The founding group that would become the HAA had two primary goals: to support the University financially and to assist in University governance. The first goal was logical: Why not harness the power of Harvard’s increasingly prosperous alumni to the University’s needs? The second had a radical edge to it: to have a greater say in University governance. By 1865, the election of Overseers was placed in the hands of alumni, and legal ties were severed with the Commonwealth of Massachusetts. To this day, Harvard is the only private American university that gives its degree holders the authority to elect all of the members of its Board of Overseers.

“The foul and stormy weather continues,” wrote Adams in his diary entry on that first meeting-day. (He kept a journal nearly all his life, starting at age 12. By the time he died, the volumes numbered 51.) But that stormy day was to have sunny consequences for Harvard, including an alumni-led strategy to improve the brick-and-mortar University, which in 1841 still somewhat resembled the wilderness college it first was.

Building
In the association’s first century, alumni had a hand in improving and expanding the built environment: Memorial Hall (1874-1876); the Tercentenary Theatre and the class gates that gracefully ring Harvard Yard (1889-1902, mostly, beginning with Johnston Gate); Newell Boathouse (1900, a gift of the Harvard Club of New York); Harvard’s turn to the Charles River as its true gateway (1902, beginning with the alumni-named “Harvard Riverside Associates” and resulting in its “Gold Coast” dormitories); Harvard Stadium (1903); and Harvard’s residential Houses for undergraduates (1930-1970).

Adams was a builder too, a fierce proponent of a new Harvard Observatory. (He mentioned the project in the same 1841 diary entry.) By that fall, the Corporation was scouting a suitable site on Garden Street; by 1847, Harvard had the nation’s largest refractor telescope in place, where in 1851 the first detailed pictures of the moon were photographed.

Starting in 1863, a committee of alumni met to plan Memorial Hall. By 1866, they had raised $220,000, an astonishing sum for an era in which Harvard students paid around $100 a year for tuition. By 1874, the hall’s transept was dedicated; by 1878 the whole Gothic revival building was open, “a great, bristling, brick Valhalla,” novelist Henry James wrote. The hall had a 210-foot tower, intricate slate roofing, gargoyles sheathed in copper, and 5,000 square feet of stained glass. After that came the gates, the stadium, the Houses.

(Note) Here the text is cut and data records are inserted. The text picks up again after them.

use serde::{Deserialize, Serialize};

use crate::enemies::EnemyKind;
use crate::obstacles::ObstacleKind;

/// Failure to load or validate a [`GameConfig`].
#[derive(Debug, thiserror::Error)]
pub enum ConfigError {
    #[error("failed to parse config: {0}")]
    Parse(#[from] serde_json::Error),
    #[error("viewport must be positive, got {width}x{height}")]
    Viewport { width: f64, height: f64 },
    #[error("`{0}` must be positive")]
    NonPositive(&'static str),
    #[error("`{field}` range is inverted ({min} > {max})")]
    InvertedRange { field: &'static str, min: f64, max: f64 },
    #[error("`{0}` spawn table has no positive weight")]
    EmptySpawnTable(&'static str),
}

/// Tunables for one play session.
/// Loaded from JSON at startup; every field falls back to the shipped default.
#[derive(Debug, Clone, PartialEq, Serialize, Deserialize)]
#[serde(default)]
pub struct GameConfig {
    pub viewport_width: f64,
    pub viewport_height: f64,
    /// Longest simulated step; longer frames are clamped.
    pub max_frame_dt: f64,
    pub seed: u64,
    pub max_health: f64,
    pub player: PlayerConfig,
    pub weapon: WeaponConfig,
    pub world: WorldConfig,
    pub obstacles: ObstacleSpawnConfig,
    pub enemies: EnemySpawnConfig,
}

impl Default for GameConfig {
    fn default() -> Self {
        Self {
            viewport_width: 1280.0,
            viewport_height: 720.0,
            max_frame_dt: 0.05,
            seed: 0x5EED,
            max_health: 100.0,
            player: PlayerConfig::default(),
            weapon: WeaponConfig::default(),
            world: WorldConfig::default(),
            obstacles: ObstacleSpawnConfig::default(),
            enemies: EnemySpawnConfig::default(),
        }
    }
}

impl GameConfig {
    /// Parse and validate a config from a JSON string.
    pub fn from_json(json: &str) -> Result<Self, ConfigError> {
        let config: GameConfig = serde_json::from_str(json)?;
        config.validate()?;
        Ok(config)
    }

    pub fn with_viewport(mut self, width: f64, height: f64) -> Self {
        self.viewport_width = width;
        self.viewport_height = height;
        self
    }

    pub fn validate(&self) -> Result<(), ConfigError> {
        if !(self.viewport_width > 0.0 && self.viewport_height > 0.0) {
            return Err(ConfigError::Viewport {
                width: self.viewport_width,
                height: self.viewport_height,
            });
        }
        positive("max_frame_dt", self.max_frame_dt)?;
        positive("max_health", self.max_health)?;
        positive("player.gravity", self.player.gravity)?;
        positive("player.base_speed", self.player.base_speed)?;
        positive("player.dash_power_max", self.player.dash_power_max)?;
        positive("player.dash_duration", self.player.dash_duration)?;
        positive("player.flip_duration", self.player.flip_duration)?;
        positive("player.shoot_draw_duration", self.player.shoot_draw_duration)?;
        positive(
            "player.shoot_fire_frame_duration",
            self.player.shoot_fire_frame_duration,
        )?;
        positive("weapon.max_ammo", self.weapon.max_ammo as f64)?;
        positive("weapon.fire_rate", self.weapon.fire_rate)?;
        positive("weapon.reload_time", self.weapon.reload_time)?;
        positive("world.base_scroll_speed", self.world.base_scroll_speed)?;
        positive("world.speed_step_distance", self.world.speed_step_distance)?;
        positive(
            "world.difficulty_step_distance",
            self.world.difficulty_step_distance,
        )?;
        positive(
            "enemies.reference_scroll_speed",
            self.enemies.reference_scroll_speed,
        )?;
        ordered(
            "obstacles.spacing",
            self.obstacles.min_spacing,
            self.obstacles.max_spacing,
        )?;
        ordered(
            "enemies.spacing",
            self.enemies.min_spacing,
            self.enemies.max_spacing,
        )?;
        if !self.obstacles.weights.iter().any(|&(_, w)| w > 0.0) {
            return Err(ConfigError::EmptySpawnTable("obstacles.weights"));
        }
        if !self.enemies.weights.iter().any(|&(_, w)| w > 0.0) {
            return Err(ConfigError::EmptySpawnTable("enemies.weights"));
        }
        Ok(())
    }
}

fn positive(field: &'static str, value: f64) -> Result<(), ConfigError> {
    if value > 0.0 {
        Ok(())
    } else {
        Err(ConfigError::NonPositive(field))
    }
}

fn ordered(field: &'static str, min: f64, max: f64) -> Result<(), ConfigError> {
    if min <= max {
        Ok(())
    } else {
        Err(ConfigError::InvertedRange { field, min, max })
    }
}

/// Player movement and ability tuning.
#[derive(Debug, Clone, PartialEq, Serialize, Deserialize)]
#[serde(default)]
pub struct PlayerConfig {
    pub width: f64,
    pub height: f64,
    pub base_speed: f64,
    pub jump_power: f64,
    pub gravity: f64,
    pub coyote_time: f64,
    pub jump_buffer_time: f64,
    pub wall_jump_duration: f64,
    pub dash_speed: f64,
    pub dash_duration: f64,
    pub dash_power_max: f64,
    pub dash_max_charges: u32,
    pub invincibility_duration: f64,
    pub flip_duration: f64,
    pub double_jump_window: f64,
    pub shoot_draw_duration: f64,
    pub shoot_fire_frame_duration: f64,
    pub edge_margin: f64,
    pub ground_tolerance: f64,
}

impl Default for PlayerConfig {
    fn default() -> Self {
        Self {
            width: 90.0,
            height: 150.0,
            base_speed: 250.0,
            jump_power: 450.0,
            gravity: 980.0,
            coyote_time: 0.1,
            jump_buffer_time: 0.1,
            wall_jump_duration: 0.2,
            dash_speed: 400.0,
            dash_duration: 0.2,
            dash_power_max: 100.0,
            dash_max_charges: 99,
            invincibility_duration: 1.0,
            flip_duration: 0.6,
            double_jump_window: 0.3,
            shoot_draw_duration: 0.15,
            shoot_fire_frame_duration: 0.08,
            edge_margin: 10.0,
            ground_tolerance: 2.0,
        }
    }
}

/// Gun handling, bullets, and shell casings.
#[derive(Debug, Clone, PartialEq, Serialize, Deserialize)]
#[serde(default)]
pub struct WeaponConfig {
    pub max_ammo: u32,
    pub reload_time: f64,
    /// Seconds between shots.
    pub fire_rate: f64,
    pub bullet_speed: f64,
    pub bullet_damage: u32,
    /// Radians either side of horizontal.
    pub max_aim_angle: f64,
    pub mouse_aim_sensitivity: f64,
    pub stick_aim_sensitivity: f64,
    pub recoil_amount: f64,
    pub recoil_decay: f64,
    pub muzzle_flash_duration: f64,
    pub shooting_visible_duration: f64,
    pub max_shell_casings: usize,
    pub trail_length: usize,
}

impl Default for WeaponConfig {
    fn default() -> Self {
        Self {
            max_ammo: 30,
            reload_time: 2.0,
            fire_rate: 0.15,
            bullet_speed: 800.0,
            bullet_damage: 1,
            max_aim_angle: std::f64::consts::FRAC_PI_3,
            mouse_aim_sensitivity: 0.002,
            stick_aim_sensitivity: 2.0,
            recoil_amount: 0.3,
            recoil_decay: 8.0,
            muzzle_flash_duration: 0.05,
            shooting_visible_duration: 0.5,
            max_shell_casings: 10,
            trail_length: 15,
        }
    }
}

/// Camera scrolling and procedural pickups.
#[derive(Debug, Clone, PartialEq, Serialize, Deserialize)]
#[serde(default)]
pub struct WorldConfig {
    pub base_scroll_speed: f64,
    /// Scroll distance per speed step.
    pub speed_step_distance: f64,
    pub speed_step: f64,
    pub max_speed_bonus: f64,
    /// Scroll distance per difficulty step.
    pub difficulty_step_distance: f64,
    pub difficulty_step: f64,
    /// Dead zone width as a fraction of the viewport.
    pub dead_zone_fraction: f64,
    pub direction_lerp_rate: f64,
    pub dash_scroll_multiplier: f64,
    /// Backward scroll allowed past the frontier while recentring.
    pub frontier_slack: f64,
    /// Distance below the viewport bottom where the ground line sits.
    pub ground_offset: f64,
    pub coin_spawn_distance: f64,
    pub coin_spacing: f64,
    /// Roll per spawn check once the pack frontier is close.
    pub health_pack_chance: f64,
    pub initial_coins: usize,
    /// Slots rolled for opening health packs.
    pub initial_pack_slots: usize,
    pub initial_pack_chance: f64,
}

impl Default for WorldConfig {
    fn default() -> Self {
        Self {
            base_scroll_speed: 250.0,
            speed_step_distance: 5000.0,
            speed_step: 25.0,
            max_speed_bonus: 200.0,
            difficulty_step_distance: 10_000.0,
            difficulty_step: 0.2,
            dead_zone_fraction: 0.15,
            direction_lerp_rate: 10.0,
            dash_scroll_multiplier: 2.0,
            frontier_slack: 50.0,
            ground_offset: 100.0,
            coin_spawn_distance: 400.0,
            coin_spacing: 200.0,
            health_pack_chance: 0.03,
            initial_coins: 20,
            initial_pack_slots: 20,
            initial_pack_chance: 0.05,
        }
    }
}

/// Obstacle spawner tuning.
#[derive(Debug, Clone, PartialEq, Serialize, Deserialize)]
#[serde(default)]
pub struct ObstacleSpawnConfig {
    pub spawn_distance: f64,
    pub min_spacing: f64,
    pub max_spacing: f64,
    pub spawn_chance: f64,
    pub check_interval: f64,
    pub initial_count: usize,
    pub initial_offset: f64,
    pub initial_spacing: f64,
    pub weights: Vec<(ObstacleKind, f64)>,
}

impl Default for ObstacleSpawnConfig {
    fn default() -> Self {
        Self {
            spawn_distance: 1200.0,
            min_spacing: 350.0,
            max_spacing: 700.0,
            spawn_chance: 0.12,
            check_interval: 0.3,
            initial_count: 3,
            initial_offset: 800.0,
            initial_spacing: 500.0,
            weights: vec![
                (ObstacleKind::Block, 40.0),
                (ObstacleKind::Fence, 25.0),
                (ObstacleKind::Platform, 15.0),
                (ObstacleKind::PoliceCar, 15.0),
                (ObstacleKind::TallBlock, 5.0),
            ],
        }
    }
}

/// Enemy spawner tuning.
#[derive(Debug, Clone, PartialEq, Serialize, Deserialize)]
#[serde(default)]
pub struct EnemySpawnConfig {
    pub spawn_distance: f64,
    pub min_spacing: f64,
    pub max_spacing: f64,
    pub spawn_chance: f64,
    pub check_interval: f64,
    pub max_alive: usize,
    /// Scroll speed at which enemies move at their base speed.
    pub reference_scroll_speed: f64,
    pub weights: Vec<(EnemyKind, f64)>,
}

impl Default for EnemySpawnConfig {
    fn default() -> Self {
        Self {
            spawn_distance: 800.0,
            min_spacing: 200.0,
            max_spacing: 400.0,
            spawn_chance: 0.25,
            check_interval: 0.8,
            max_alive: 6,
            reference_scroll_speed: 250.0,
            weights: vec![
                (EnemyKind::Basic, 60.0),
                (EnemyKind::Fast, 25.0),
                (EnemyKind::Tank, 15.0),
            ],
        }
    }
}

Yet just after the Civil War, Morison wrote, the College was in an academic doldrums that only its next president would cure. That was 35-year-old Charles William Eliot, who was named to that office in 1869 and who would make Harvard modern.

Expanding
“Harvard must expand with the country,” Morison wrote, “must save something for the advancement of learning out of this scramble for wealth.” As if on cue, Harvard clubs seemed to mirror the expansion of the nation. The Harvard Club of Chicago was the first alumni club to form, and right at the tip of the westward spear.

In the decade leading up to the Civil War, students had appeared at Harvard from places far removed from New England, especially the Deep South. By 1850, owing largely to the law school, almost a third of the Harvard student body were Southerners. But even those who ended up fighting for the Confederacy — an estimated 357 alumni, including 35 high-ranking officers — maintained affection for Harvard. That affection was a durable sentiment, wrote professor of Greek (and future Harvard president) C.C. Felton. He called the typical student “one of a great family [bound] by a thousand ties, which nothing in after-years could break.”

McCleary agreed that those early ties had become unbreakable, even for the old men — “a little handful” — who gathered 50 years later in 1891. “The true, genuine class-feeling,” he said, “becomes intensified in the advancing years.”

In that vein and in the spirit of a Harvard diaspora that has now expanded across the world, HAA executive director Lovejoy last December reminded students graduating in mid-year that their connection to Harvard does not end with their departure. He encouraged them to seek out the vast network of alumni around the world.

Lovejoy told them: “You can continue to be the change here, working to make Harvard a better version of itself.”